There are several important cultural and geographical considerations that need to be taken into account before we can embark on any meaningful discussion of what “east wind” may have meant in ancient Mesoamerica. First, as discussed previously, lexical meaning associated with any directional wind will vary based on the geographical location. Thus, in the temperate zone of the northern hemisphere an east wind is associated with rainy weather and a west wind with clearer skies. To those in Britain an east wind brings bitterly cold weather, whereas for those living in Palestine it brings aridity and heat. If we apply a Mesoamerican lens to the Book of Mormon, what weather phenomenon would an east wind entail?
To answer this question we must first realize that Mesoamerica is a vast area of highly different elevations, climates, and geographical features, all of which could influence the effect of an east wind on a particular population. Since the exact location of Book of Mormon events is not known, this immediately complicates our attempts to correlate weather phenomena and their metaphorical or conceptual interpretations. We should also note that references to the “east wind” in the Book of Mormon appear around 150 BC, representing some 450 years of separation from Palestine and the specific associations of the east wind with that region.
In addition, while it might be taken for granted that a reference to “east” or any other direction means exactly what we think, there is considerable variation among Mesoamerican groups in the identification and location of the cardinal directions. For example, while the Yucatec system of directions contains four designated terms that are commonly translated as the four directions, it is not based strictly on the four cardinal points as we understand them but rather gives prominence to the diurnal movement of the sun along the east-west axis. Furthermore, the Western view of four cardinal directions does not correspond to Mesoamerican worldview at times since a fifth direction, the center, is often equally as important as the other four.
In the Classic period (AD 250–900) for the Maya four putative “directions” are named: xaman, “north”; nohool, “south”; chik’in, “west”; and lak’in or elk’in, “east”. In other contexts the term for “north” is nal, suggesting a regional variation or a different meaning of that “direction.” Colonial Yucatecan sources have similar terms but also give lik’in as a variant of lak’in for “east.” Early work by Léon de Rosny and Eduard Seler helped to identify the Maya symbols thought to correspond to the four cardinal directions. For the ancient Maya, each of these four directions was linked with a color: east with “red,” west with “black,” north with “white” (though sometimes with east and an east wind), and south with “yellow,” with blue-green being the color of “center.”

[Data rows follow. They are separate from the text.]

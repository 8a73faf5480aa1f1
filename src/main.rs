// src/main.rs
#![cfg_attr(not(debug_assertions), windows_subsystem = "windows")]
mod config;
mod engine;
mod gui;
mod parser;
mod types;
use config::AppConfig;
use eframe::egui;
// 入口函数
fn main() -> eframe::Result<()> {
    env_logger::init();
    let config = AppConfig::load();
    log::info!("starting with {config:?}");
    let viewport = egui::ViewportBuilder::default()
        .with_inner_size([1280.0, 800.0])
        .with_min_inner_size([900.0, 600.0])
        .with_title("Serial Parser");
    let options = eframe::NativeOptions {
        viewport,
        ..Default::default()
    };
    eframe::run_native(
        "Serial Parser",
        options,
        Box::new(move |_cc| Box::new(gui::SerialParserApp::new(config))),
    )
}
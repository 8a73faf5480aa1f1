use std::fmt;
use crate::parser::ParserError;
/// Field separator used to split a device line into channel tokens.
///
/// Always non-empty; construct through [`Delimiter::new`].
#[derive(Clone, Debug, PartialEq, Eq)]
pub struct Delimiter(String);
impl Delimiter {
    pub fn new(text: impl Into<String>) -> Result<Self, ParserError> {
        let text = text.into();
        if text.is_empty() {
            return Err(ParserError::EmptyDelimiter);
        }
        Ok(Self(text))
    }
    pub fn as_str(&self) -> &str {
        &self.0
    }
}
impl fmt::Display for Delimiter {
    fn fmt(&self, f: &mut fmt::Formatter<'_>) -> fmt::Result {
        f.write_str(&self.0)
    }
}
/// Parses a single token. `None` means the token is malformed and should be dropped.
///
/// Surrounding whitespace is ignored. Non-finite values are rejected so every
/// accepted reading survives a structured export.
pub fn parse_token(token: &str) -> Option<f64> {
    token
        .trim()
        .parse::<f64>()
        .ok()
        .filter(|value| value.is_finite())
}
/// Splits `line` into numeric readings.
///
/// A token is only emitted once its terminating delimiter has been seen, so
/// anything after the last delimiter is discarded. Malformed and empty tokens
/// are skipped without disturbing the order of the remaining values.
pub fn tokenize(line: &str, delimiter: &Delimiter) -> Vec<f64> {
    let delim = delimiter.as_str();
    let mut values = Vec::new();
    let mut token = String::new();
    for ch in line.chars() {
        token.push(ch);
        if token.ends_with(delim) {
            token.truncate(token.len() - delim.len());
            if let Some(value) = parse_token(&token) {
                values.push(value);
            }
            token.clear();
        }
    }
    values
}
#[cfg(test)]
mod tests {
    use super::*;
    fn comma() -> Delimiter {
        Delimiter::new(",").unwrap()
    }
    #[test]
    fn empty_delimiter_is_rejected() {
        assert!(matches!(
            Delimiter::new(""),
            Err(ParserError::EmptyDelimiter)
        ));
    }
    #[test]
    fn well_formed_tokens_keep_order() {
        let values = tokenize("1.5,-2,3e2,0.25,", &comma());
        assert_eq!(values, vec![1.5, -2.0, 300.0, 0.25]);
    }
    #[test]
    fn malformed_tokens_are_dropped() {
        let values = tokenize("1.0,2.0,x,3.0,", &comma());
        assert_eq!(values, vec![1.0, 2.0, 3.0]);
        let values = tokenize("abc,4,NaN,5,inf,", &comma());
        assert_eq!(values, vec![4.0, 5.0]);
    }
    #[test]
    fn trailing_partial_token_is_discarded() {
        assert_eq!(tokenize("1,2,3", &comma()), vec![1.0, 2.0]);
        assert_eq!(tokenize("1,2,3\r", &comma()), vec![1.0, 2.0]);
        assert!(tokenize("42", &comma()).is_empty());
    }
    #[test]
    fn consecutive_delimiters_skip_empty_tokens() {
        assert_eq!(tokenize("1,,2,,,", &comma()), vec![1.0, 2.0]);
    }
    #[test]
    fn multi_char_delimiter() {
        let delim = Delimiter::new("::").unwrap();
        assert_eq!(tokenize("1.0::2:3::4::", &delim), vec![1.0, 4.0]);
        assert_eq!(tokenize("7::8::", &delim), vec![7.0, 8.0]);
    }
    #[test]
    fn whitespace_around_tokens_is_tolerated() {
        let delim = Delimiter::new(";").unwrap();
        assert_eq!(tokenize(" 1.0; 2.0 ;3;", &delim), vec![1.0, 2.0, 3.0]);
    }
}
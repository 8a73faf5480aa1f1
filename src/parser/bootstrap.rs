use log::{info, warn};
use crate::parser::calibration::{ChannelCalibration, ResizeStep};
use crate::parser::source::LineSource;
use crate::parser::tokenizer::{tokenize, Delimiter};
use crate::parser::ParserError;
/// Outcome of priming the calibration from the first line of a connection.
#[derive(Clone, Debug, PartialEq)]
pub struct Bootstrap {
    pub channel_count: usize,
    pub steps: Vec<ResizeStep>,
}
/// Reads one priming line and seeds `calibration` with one unity factor per
/// token found on it.
///
/// A timeout leaves the calibration empty; the first ingested line then grows
/// it through the normal reconciliation path.
pub fn bootstrap<S: LineSource + ?Sized>(
    source: &mut S,
    delimiter: &Delimiter,
    calibration: &mut ChannelCalibration,
) -> Result<Bootstrap, ParserError> {
    let channel_count = match source.read_line()? {
        Some(line) => tokenize(&line, delimiter).len(),
        None => {
            warn!("no priming line before timeout; starting with 0 channels");
            0
        }
    };
    let steps = calibration.reset(channel_count);
    info!("calibration bootstrapped with {channel_count} channel(s)");
    Ok(Bootstrap {
        channel_count,
        steps,
    })
}
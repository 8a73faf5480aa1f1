use serde::Serialize;
/// One device line after tokenizing and scaling.
///
/// The three vectors always have the same length; that length may differ
/// between lines because the channel count drifts with the stream.
#[derive(Clone, Debug, PartialEq, Serialize)]
#[cfg_attr(test, derive(serde::Deserialize))]
pub struct ParsedLine {
    #[serde(rename = "rawData")]
    raw_values: Vec<f64>,
    #[serde(rename = "conversionFactors")]
    applied_factors: Vec<f64>,
    #[serde(rename = "parsedData")]
    scaled_values: Vec<f64>,
}
impl ParsedLine {
    /// Pairs each raw value with the factor at the same index.
    ///
    /// Callers reconcile the calibration first; extra factors are ignored and
    /// missing ones default to unity so the length invariant always holds.
    pub fn new(raw_values: Vec<f64>, factors: &[f64]) -> Self {
        let applied_factors: Vec<f64> = (0..raw_values.len())
            .map(|i| factors.get(i).copied().unwrap_or(1.0))
            .collect();
        let scaled_values = raw_values
            .iter()
            .zip(&applied_factors)
            .map(|(raw, factor)| raw * factor)
            .collect();
        Self {
            raw_values,
            applied_factors,
            scaled_values,
        }
    }
    #[cfg(test)]
    pub fn raw_values(&self) -> &[f64] {
        &self.raw_values
    }
    #[cfg(test)]
    pub fn applied_factors(&self) -> &[f64] {
        &self.applied_factors
    }
    pub fn scaled_values(&self) -> &[f64] {
        &self.scaled_values
    }
    /// Whether all three arrays have the same length. Always true for lines
    /// built with [`ParsedLine::new`].
    #[cfg(test)]
    pub fn is_consistent(&self) -> bool {
        self.raw_values.len() == self.applied_factors.len()
            && self.raw_values.len() == self.scaled_values.len()
    }
    pub fn num_channels(&self) -> usize {
        self.raw_values.len()
    }
    /// Scaled values joined with `", "`, as shown in the live view.
    pub fn display(&self) -> String {
        self.scaled_values
            .iter()
            .map(|v| format!("{v:?}"))
            .collect::<Vec<_>>()
            .join(", ")
    }
}
/// Append-only history of parsed lines in arrival order.
#[derive(Clone, Debug, Default)]
pub struct DataLog {
    lines: Vec<ParsedLine>,
}
impl DataLog {
    #[cfg(test)]
    pub fn new() -> Self {
        Self::default()
    }
    pub fn append(&mut self, line: ParsedLine) {
        self.lines.push(line);
    }
    pub fn len(&self) -> usize {
        self.lines.len()
    }
    #[cfg(test)]
    pub fn is_empty(&self) -> bool {
        self.lines.is_empty()
    }
    pub fn lines(&self) -> &[ParsedLine] {
        &self.lines
    }
    /// The trailing `min(n, len)` lines, oldest first.
    pub fn window(&self, n: usize) -> &[ParsedLine] {
        let start = self.lines.len().saturating_sub(n);
        &self.lines[start..]
    }
}
#[cfg(test)]
mod tests {
    use super::*;
    fn log_of(count: usize) -> DataLog {
        let mut log = DataLog::new();
        for i in 0..count {
            log.append(ParsedLine::new(vec![i as f64], &[1.0]));
        }
        log
    }
    #[test]
    fn parsed_line_scales_elementwise() {
        let line = ParsedLine::new(vec![1.0, 2.0, 3.0], &[2.0, 1.0, 1.0]);
        assert_eq!(line.scaled_values(), &[2.0, 2.0, 3.0]);
        assert_eq!(line.applied_factors(), &[2.0, 1.0, 1.0]);
        assert_eq!(line.display(), "2.0, 2.0, 3.0");
    }
    #[test]
    fn parsed_line_lengths_always_match() {
        let short = ParsedLine::new(vec![1.0, 2.0, 3.0], &[4.0]);
        assert_eq!(short.applied_factors(), &[4.0, 1.0, 1.0]);
        let long = ParsedLine::new(vec![1.0], &[4.0, 5.0, 6.0]);
        assert_eq!(long.applied_factors().len(), 1);
        assert_eq!(long.scaled_values().len(), 1);
        let empty = ParsedLine::new(Vec::new(), &[2.0]);
        assert_eq!(empty.num_channels(), 0);
        assert!(empty.scaled_values().is_empty());
    }
    #[test]
    fn window_returns_trailing_entries_in_order() {
        let log = log_of(5);
        let window: Vec<f64> = log.window(3).iter().map(|l| l.raw_values()[0]).collect();
        assert_eq!(window, vec![2.0, 3.0, 4.0]);
        assert_eq!(log.window(10).len(), 5);
        assert!(log.window(0).is_empty());
        assert!(DataLog::new().window(3).is_empty());
    }
    #[test]
    fn window_is_idempotent() {
        let log = log_of(40);
        let first = log.window(30).to_vec();
        let second = log.window(30).to_vec();
        assert_eq!(first, second);
        assert_eq!(log.len(), 40);
    }
}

The interpretation of the four glyphs that seemed to some to correspond to the cardinal directions has been controversial and is nowhere near resolution today. Some scholars believe the four directions are represented by the four hieroglyphs at each wall of Tomb 12 at the site of Río Azul, Guatemala, which do precisely correspond to the cardinal directions, providing evidence of a one-to-one association. Others, such as Coggins and Bricker, believe that terms for “north” related to “up” and the zenith, while “south” correlated to “down” and nadir. In our effort to understand the references to a destructive east wind in the New World among the people of the Book of Mormon, this question of just what is meant by “east” among indigenous Mesoamerican populations is essential.
Firstly, it may be somewhat of a surprise that many Maya groups commonly do not have words for all of the four directions as we understand them, often having no directional terms or only those for “east” and “west.” This absence suggests they were perhaps not as culturally salient as they are in Western societies. Through a careful comparative study of Mesoamerican languages, Hopkins and Josserand found that languages that base their terms “east” and “west” on the verbs “exit” and “enter,” respectively, are located primarily along the Gulf Coast lowlands, with some occurrences in nearby groups of the Huastec, Mije, Yucatecan, Chuj, Q’eqchi’, and Xinca. In the Maya highlands, “east” and “west” are most often based on the notions of “rise” and “fall”—as with the Totonac, Zoque, Tzotzil, and Tojolabal groups—or on the verbs “appear” and “disappear,” such as with the Mixtec and Zapotec peoples.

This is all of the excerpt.